People who share the same story are more likely to know what to do automatically, almost without thinking about it.
Psychologists call this implicit coordination and it is the key to great teamwork.
Teamwork quote:
“It is the long history of humankind (and animal kind, too) that those who learned to collaborate and improvise most effectively have prevailed.” – Charles Darwin
9. Teamwork requires concise communication
When teams make mistakes, one of the most common reasons is that they failed to communicate effectively.
In complex environments, information will often be coming from many different sources online and off — this makes teamwork harder.
We’re all awash in information nowadays, or maybe drowning is a better word; emails get cc’d to everyone, and who knows what’s important?
Teams that perform best clearly communicate the most important information before they’ve even been asked for it and filter out the junk.
Teamwork quote:
“The kinds of errors that cause plane crashes are invariably errors of teamwork and communication.” — Malcolm Gladwell
10. Leadership enhances teamwork
Teamwork invariably benefits from good leadership.

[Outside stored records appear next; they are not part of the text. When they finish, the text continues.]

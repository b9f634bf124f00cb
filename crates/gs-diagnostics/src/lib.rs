//! # GS Diagnostics
//!
//! Logging and metrics shared by every game session crate.
//!
//! ## Components
//!
//! - **Logging**: `tracing-subscriber` registry with an `EnvFilter` and a
//!   pretty or JSON formatter
//! - **Metrics**: Prometheus counters and gauges in a process-wide registry
//! - **Audit**: denied requests are logged under the `audit` target
//!
//! ## Usage
//!
//! ```rust,ignore
//! use gs_diagnostics::{init_logging, register_metrics, DiagnosticsConfig};
//!
//! fn main() {
//!     let config = DiagnosticsConfig::from_env();
//!     init_logging(&config).expect("Failed to init logging");
//!     register_metrics().expect("Failed to register metrics");
//! }
//! ```
//!
//! ## Environment Variables
//!
//! | Variable | Default | Description |
//! |----------|---------|-------------|
//! | `GS_SERVICE_NAME` | `game-session` | Service name attached to the startup log |
//! | `GS_LOG_LEVEL` / `RUST_LOG` | `info` | Log level filter |
//! | `GS_JSON_LOGS` | `false` | Emit JSON lines instead of pretty output |
//! | `GS_CONSOLE_OUTPUT` | `true` | Write logs to stdout at all |

mod config;
mod logging;
pub mod metrics;

pub use config::DiagnosticsConfig;
pub use logging::{init_logging, AUDIT_TARGET};
pub use metrics::{
    encode_metrics, register_metrics, FRAMES_REJECTED, MESSAGES_RECEIVED, MESSAGES_SENT,
    PERMISSION_LOADS, PLAYERS_CONNECTED, REQUESTS_DENIED, STORE_ERRORS, VITALS_REFRESHES,
};

use thiserror::Error;

/// Diagnostics initialization errors
#[derive(Error, Debug)]
pub enum DiagnosticsError {
    #[error("Failed to initialize logging: {0}")]
    LoggingInit(String),

    #[error("Failed to initialize Prometheus metrics: {0}")]
    MetricsInit(String),

    #[error("Failed to encode metrics: {0}")]
    Encode(String),
}

/// Increment a counter, optionally selecting label values.
#[macro_export]
macro_rules! metric_inc {
    ($metric:expr) => {
        $metric.inc()
    };
    ($metric:expr, $labels:expr) => {
        $metric.with_label_values($labels).inc()
    };
}

/// Record a denied request: audit log plus the denial counter.
///
/// ```rust,ignore
/// audit_denied!("UpdatePlayer", guid = %sender, permission = PERM_PLAYER_READ);
/// ```
#[macro_export]
macro_rules! audit_denied {
    ($message:expr $(, $($field:tt)*)?) => {{
        tracing::info!(
            target: $crate::AUDIT_TARGET,
            message_type = $message,
            $($($field)*,)?
            "Request denied"
        );
        $crate::metrics::REQUESTS_DENIED
            .with_label_values(&[$message])
            .inc();
    }};
}
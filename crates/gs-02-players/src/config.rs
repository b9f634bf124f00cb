//! # Session Configuration
//!
//! Storage layout, refresh throttle and protocol version for a session.

use serde::{Deserialize, Serialize};
use std::path::{Path, PathBuf};

use crate::domain::{ConfigError, ConfigResult};

/// Default vitals refresh interval, in engine ticks.
pub const DEFAULT_REFRESH_INTERVAL_TICKS: u64 = 100;

/// Session configuration.
#[derive(Clone, Debug, PartialEq, Eq, Serialize, Deserialize)]
#[serde(default)]
pub struct SessionConfig {
    /// Directory holding one permission record per player.
    pub permissions_dir: PathBuf,

    /// Directory holding one JSON player record per player.
    pub players_dir: PathBuf,

    /// Extension appended to the sanitized id of a permission record.
    pub permission_extension: String,

    /// Extra suffix some platforms appended to permission records.
    /// Records carrying it are migrated on load.
    pub legacy_suffix: String,

    /// Minimum ticks between two vitals refreshes of the same player.
    pub refresh_interval_ticks: u64,

    /// Wire protocol version accepted by this session.
    pub protocol_version: u16,
}

impl Default for SessionConfig {
    fn default() -> Self {
        Self {
            permissions_dir: PathBuf::from("profile/PermissionsFramework/Permissions"),
            players_dir: PathBuf::from("profile/PermissionsFramework/Players"),
            permission_extension: ".txt".to_string(),
            legacy_suffix: ".txt".to_string(),
            refresh_interval_ticks: DEFAULT_REFRESH_INTERVAL_TICKS,
            protocol_version: shared_types::Envelope::<()>::CURRENT_VERSION,
        }
    }
}

impl SessionConfig {
    /// Create a config for testing, rooted at `dir`.
    pub fn for_testing(dir: &Path) -> Self {
        Self {
            permissions_dir: dir.join("permissions"),
            players_dir: dir.join("players"),
            ..Self::default()
        }
    }

    /// Load a JSON config file. Missing fields take their defaults.
    pub fn from_file(path: &Path) -> ConfigResult<Self> {
        let raw = std::fs::read_to_string(path).map_err(|e| ConfigError::Read {
            path: path.to_path_buf(),
            message: e.to_string(),
        })?;
        let config: Self =
            serde_json::from_str(&raw).map_err(|e| ConfigError::Parse(e.to_string()))?;
        config.validate()?;
        Ok(config)
    }

    /// Reject configurations the session cannot run with.
    pub fn validate(&self) -> ConfigResult<()> {
        if self.permission_extension.is_empty() {
            return Err(ConfigError::Invalid {
                field: "permission_extension",
                reason: "must not be empty".into(),
            });
        }
        if self.permission_extension.contains(['/', '\\']) {
            return Err(ConfigError::Invalid {
                field: "permission_extension",
                reason: "must not contain a path separator".into(),
            });
        }
        if self.legacy_suffix.contains(['/', '\\']) {
            return Err(ConfigError::Invalid {
                field: "legacy_suffix",
                reason: "must not contain a path separator".into(),
            });
        }
        if self.refresh_interval_ticks == 0 {
            return Err(ConfigError::Invalid {
                field: "refresh_interval_ticks",
                reason: "must be at least 1".into(),
            });
        }
        if self.protocol_version == 0 {
            return Err(ConfigError::Invalid {
                field: "protocol_version",
                reason: "must be at least 1".into(),
            });
        }
        Ok(())
    }
}

#[cfg(test)]
mod tests {
    use super::*;

    #[test]
    fn test_default_config() {
        let config = SessionConfig::default();
        assert_eq!(config.refresh_interval_ticks, 100);
        assert_eq!(config.permission_extension, ".txt");
        assert_eq!(config.legacy_suffix, ".txt");
        assert_eq!(config.protocol_version, 1);
        assert!(config.validate().is_ok());
    }

    #[test]
    fn test_testing_config() {
        let config = SessionConfig::for_testing(Path::new("/tmp/session"));
        assert_eq!(config.permissions_dir, PathBuf::from("/tmp/session/permissions"));
        assert_eq!(config.players_dir, PathBuf::from("/tmp/session/players"));
    }

    #[test]
    fn test_validate_rejects_zero_interval() {
        let config = SessionConfig {
            refresh_interval_ticks: 0,
            ..SessionConfig::default()
        };
        assert!(matches!(
            config.validate(),
            Err(ConfigError::Invalid {
                field: "refresh_interval_ticks",
                ..
            })
        ));
    }

    #[test]
    fn test_validate_rejects_separator_in_extension() {
        let config = SessionConfig {
            permission_extension: "/txt".into(),
            ..SessionConfig::default()
        };
        assert!(config.validate().is_err());
    }

    #[test]
    fn test_from_file_partial() {
        let dir = tempfile::tempdir().unwrap();
        let path = dir.path().join("session.json");
        std::fs::write(&path, r#"{ "refresh_interval_ticks": 250 }"#).unwrap();

        let config = SessionConfig::from_file(&path).unwrap();
        assert_eq!(config.refresh_interval_ticks, 250);
        assert_eq!(config.permission_extension, ".txt");
    }

    #[test]
    fn test_from_file_invalid() {
        let dir = tempfile::tempdir().unwrap();
        let path = dir.path().join("session.json");
        std::fs::write(&path, r#"{ "protocol_version": 0 }"#).unwrap();
        assert!(matches!(
            SessionConfig::from_file(&path),
            Err(ConfigError::Invalid { .. })
        ));

        std::fs::write(&path, "not json").unwrap();
        assert!(matches!(
            SessionConfig::from_file(&path),
            Err(ConfigError::Parse(_))
        ));
    }

    #[test]
    fn test_from_file_missing() {
        assert!(matches!(
            SessionConfig::from_file(Path::new("/nonexistent/session.json")),
            Err(ConfigError::Read { .. })
        ));
    }
}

Naturally it’s about motivation, structuring tasks, analysing what needs to be done, allocating goals and so on, but it’s more than that.
The best leaders are also trying to nurture their teams by addressing some of the soft skills above.
They are getting the mix of personnel right, encouraging concise communication, spreading the group’s story, using humour and building trust.
How do you do that? Well, leaders aren’t all born, some are made.
So you can learn the right way (How To Be a Great Leader) and the wrong way (7 Reasons Leaders Fail).
Teamwork quote:
“Leadership is about making others better as a result of your presence and making sure that impact lasts in your absence.” — Sheryl Sandberg
→ This post draws on work published by Salas et al. (2000)
.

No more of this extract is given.